The objective of this study was to investigate whether improving glycemic control reduces the prevalence and progression of proteinuria among bevacizumab (BEV)-treated cancer patients with type 2 diabetes mellitus (DM). We retrospectively reviewed the medical records of 55 patients with type 2 DM who were treated with BEV between July 1 2011 and May 31 2018 at Iwate Medical University Hospital. The patients were classified based on changes in glycated hemoglobin (HbA1c) level during the 3 months following BEV administration into the “HbA1c elevated” group (+0.5% or above, n=24) and the “HbA1c non-elevated” group (indicating no change or decrease; n=31). At 3 months following BEV administration, the means of HbA1c and its change rate in the ‘HbA1c elevated’ group was significantly higher than that in the ‘HbA1c non-elevated’ group, and the prevalence of proteinuria in the ‘HbA1c elevated’ group was significantly higher than that in the ‘HbA1c non-elevated’ group.

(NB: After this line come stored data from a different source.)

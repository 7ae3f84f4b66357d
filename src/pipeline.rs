//! Binds the stage catalogue to a project.
//!
//! [`Pipeline`] owns the loaded config, the resolved directory layout, and the
//! notifier every stage reports to. It implements [`StageRunner`], so any
//! [`Plan`](crate::plan::Plan) can be executed against it.
//!
//! One pipeline is shared by the initial build and every watch-triggered
//! rebuild. Site generator runs are serialized: a second trigger waits for
//! the running build to exit, then starts its own.

use crate::assets::{copy_fonts, copy_images, copy_src_root};
use crate::config::{Layout, PipelineConfig};
use crate::optimize::optimize;
use crate::plan::StageRunner;
use crate::reload::Notifier;
use crate::scripts::build_scripts;
use crate::stage::{Stage, StageError};
use crate::styles::compile_styles;
use crate::subprocess::SiteGenerator;
use std::path::Path;
use std::sync::{Mutex, PoisonError};

pub struct Pipeline<N: Notifier> {
    config: PipelineConfig,
    layout: Layout,
    notifier: N,
    /// Held across each site generator run.
    site_lock: Mutex<()>,
}

impl<N: Notifier> Pipeline<N> {
    pub fn new(root: &Path, config: PipelineConfig, notifier: N) -> Self {
        let layout = Layout::resolve(root, &config.paths);
        Self {
            config,
            layout,
            notifier,
            site_lock: Mutex::new(()),
        }
    }

    pub fn config(&self) -> &PipelineConfig {
        &self.config
    }

    pub fn layout(&self) -> &Layout {
        &self.layout
    }

    pub fn notifier(&self) -> &N {
        &self.notifier
    }

    fn site_generator(&self) -> SiteGenerator {
        SiteGenerator::from_config(&self.config.site, &self.config.paths, &self.layout.root)
    }

    fn build_site(&self, extra: &[String]) -> Result<(), StageError> {
        // The lock guards no data, so a poisoned one is still usable.
        let _running = self.site_lock.lock().unwrap_or_else(PoisonError::into_inner);
        self.site_generator().build(extra, &self.notifier)?;
        Ok(())
    }
}

impl<N: Notifier> StageRunner for Pipeline<N> {
    fn run_stage(&self, stage: Stage) -> Result<usize, StageError> {
        let layout = &self.layout;
        let notifier = &self.notifier;
        let files = match stage {
            Stage::Css => compile_styles(layout, &self.config.styles, notifier)?.len(),
            Stage::Js => build_scripts(layout, &self.config.scripts, notifier)?,
            Stage::Fonts => copy_fonts(layout, notifier)?,
            Stage::SrcRoot => copy_src_root(layout, notifier)?,
            Stage::Images => copy_images(layout, notifier)?,
            Stage::Hugo => {
                self.build_site(&[])?;
                0
            }
            Stage::HugoPreview => {
                self.build_site(&self.config.site.preview_args)?;
                0
            }
            Stage::Optimize => {
                optimize(layout, &self.config.optimize, notifier)?.files_written()
            }
        };
        Ok(files)
    }
}

#[cfg(test)]
mod tests {
    use super::*;
    use crate::plan::{Plan, execute};
    use crate::reload::ReloadEvent;
    use crate::subprocess::BUILD_FAILED_NOTICE;
    use crate::test_helpers::{RecordingNotifier, relative_files, write_file};
    use tempfile::TempDir;

    /// Config whose external tools are `sh -c` stand-ins.
    fn offline_config(site_exit: i32) -> PipelineConfig {
        let mut config = PipelineConfig::default();
        config.site.program = "sh".into();
        config.site.args = vec!["-c".into(), format!("exit {}", site_exit)];
        config.site.preview_args = vec![];
        config.styles.command = vec!["sh".into(), "-c".into(), "exit 0".into()];
        config.scripts.command = vec!["sh".into(), "-c".into(), "exit 0".into()];
        config.optimize.svg_command = vec![];
        config.optimize.gif_command = vec![];
        config
    }

    #[test]
    fn copy_stages_dispatch_to_their_directories() {
        let tmp = TempDir::new().unwrap();
        write_file(tmp.path(), "src/fonts/a.woff2", "font");
        write_file(tmp.path(), "src/img/logo.svg", "<svg/>");
        write_file(tmp.path(), "src/robots.txt", "");

        let pipeline = Pipeline::new(
            tmp.path(),
            PipelineConfig::default(),
            RecordingNotifier::default(),
        );
        assert_eq!(pipeline.run_stage(Stage::Fonts).unwrap(), 1);
        assert_eq!(pipeline.run_stage(Stage::Images).unwrap(), 1);
        assert_eq!(pipeline.run_stage(Stage::SrcRoot).unwrap(), 1);
        assert_eq!(
            relative_files(&tmp.path().join("dist")),
            vec!["fonts/a.woff2", "img/logo.svg", "robots.txt"]
        );
    }

    #[cfg(unix)]
    #[test]
    fn successful_site_build_reloads_once() {
        let tmp = TempDir::new().unwrap();
        let pipeline = Pipeline::new(tmp.path(), offline_config(0), RecordingNotifier::default());

        assert_eq!(pipeline.run_stage(Stage::Hugo).unwrap(), 0);
        assert_eq!(pipeline.notifier().events(), vec![ReloadEvent::Reload]);
    }

    #[cfg(unix)]
    #[test]
    fn failed_site_build_notifies_and_never_reloads() {
        let tmp = TempDir::new().unwrap();
        let pipeline = Pipeline::new(tmp.path(), offline_config(2), RecordingNotifier::default());

        let err = pipeline.run_stage(Stage::HugoPreview).unwrap_err();
        assert_eq!(err.to_string(), "Hugo build failed");
        assert_eq!(pipeline.notifier().reload_count(), 0);
        assert_eq!(
            pipeline.notifier().events(),
            vec![ReloadEvent::Notify {
                message: BUILD_FAILED_NOTICE.into()
            }]
        );
    }

    #[cfg(unix)]
    #[test]
    fn failed_site_build_stops_build_before_optimize() {
        let tmp = TempDir::new().unwrap();
        write_file(tmp.path(), "dist/index.html", r#"<img src="/img/a.jpg">"#);
        let pipeline = Pipeline::new(tmp.path(), offline_config(1), RecordingNotifier::default());

        let err = execute(&Plan::build(), &pipeline).unwrap_err();

        assert_eq!(err.skipped, vec![Stage::Optimize]);
        let html = std::fs::read_to_string(tmp.path().join("dist/index.html")).unwrap();
        assert!(!html.contains("srcset"));
    }

    #[cfg(unix)]
    #[test]
    fn concurrent_site_builds_run_one_at_a_time() {
        let tmp = TempDir::new().unwrap();
        let mut config = offline_config(0);
        // Fails if another run still holds the marker directory.
        config.site.args = vec![
            "-c".into(),
            "mkdir running || exit 9; sleep 0.3; rmdir running".into(),
        ];
        let pipeline = Pipeline::new(tmp.path(), config, RecordingNotifier::default());

        let results: Vec<Result<usize, StageError>> = std::thread::scope(|scope| {
            let handles: Vec<_> = (0..2)
                .map(|_| scope.spawn(|| pipeline.run_stage(Stage::Hugo)))
                .collect();
            handles.into_iter().map(|h| h.join().unwrap()).collect()
        });

        assert!(results.iter().all(|r| r.is_ok()), "{results:?}");
        assert_eq!(pipeline.notifier().reload_count(), 2);
        assert!(!tmp.path().join("running").exists());
    }

    #[cfg(unix)]
    #[test]
    fn site_build_writes_to_configured_output() {
        let tmp = TempDir::new().unwrap();
        write_file(tmp.path(), "www/config.toml", "");
        let mut config = offline_config(0);
        config.paths.site = "www".into();
        config.paths.output = "public".into();
        // $1 and $2 are `-d <destination>`, resolved from the site directory.
        config.site.args = vec![
            "-c".into(),
            r#"cd www && mkdir -p "$2" && touch "$2/index.html""#.into(),
            "hugo".into(),
            "-d".into(),
            "{output}".into(),
        ];
        config.validate().unwrap();
        let pipeline = Pipeline::new(tmp.path(), config, RecordingNotifier::default());

        pipeline.run_stage(Stage::Hugo).unwrap();

        assert!(tmp.path().join("public/index.html").is_file());
        assert!(!tmp.path().join("dist").exists());
    }

    #[cfg(unix)]
    #[test]
    fn preview_build_completes_offline() {
        let tmp = TempDir::new().unwrap();
        write_file(tmp.path(), "src/css/main.css", "body {}");
        write_file(tmp.path(), "src/js/app.js", "entry");
        write_file(tmp.path(), "src/js/extra.js", "extra");

        let pipeline = Pipeline::new(tmp.path(), offline_config(0), RecordingNotifier::default());
        let reports = execute(&Plan::build_preview(), &pipeline).unwrap();

        assert_eq!(reports.len(), 6);
        assert!(
            relative_files(&tmp.path().join("dist")).contains(&"js/extra.js".to_string())
        );
    }
}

Additionally, our subjects were classified into the proteinuria group and non-proteinuria group. The mean HbA1c level in the proteinuria group was significantly higher than that in the non-proteinuria group at 3 months following BEV administration. Furthermore, the mean rates of change of HbA1c level in patients experiencing grades 1 and 2 proteinuria were +9.97±2.26 and +14.0±3.82%, respectively. These values were significantly higher than those of patients with no proteinuria (−2.15±1.96%). Our results suggest that deterioration of glycemic control contributes to the prevalence of proteinuria among BEV-treated cancer patients with type 2 DM.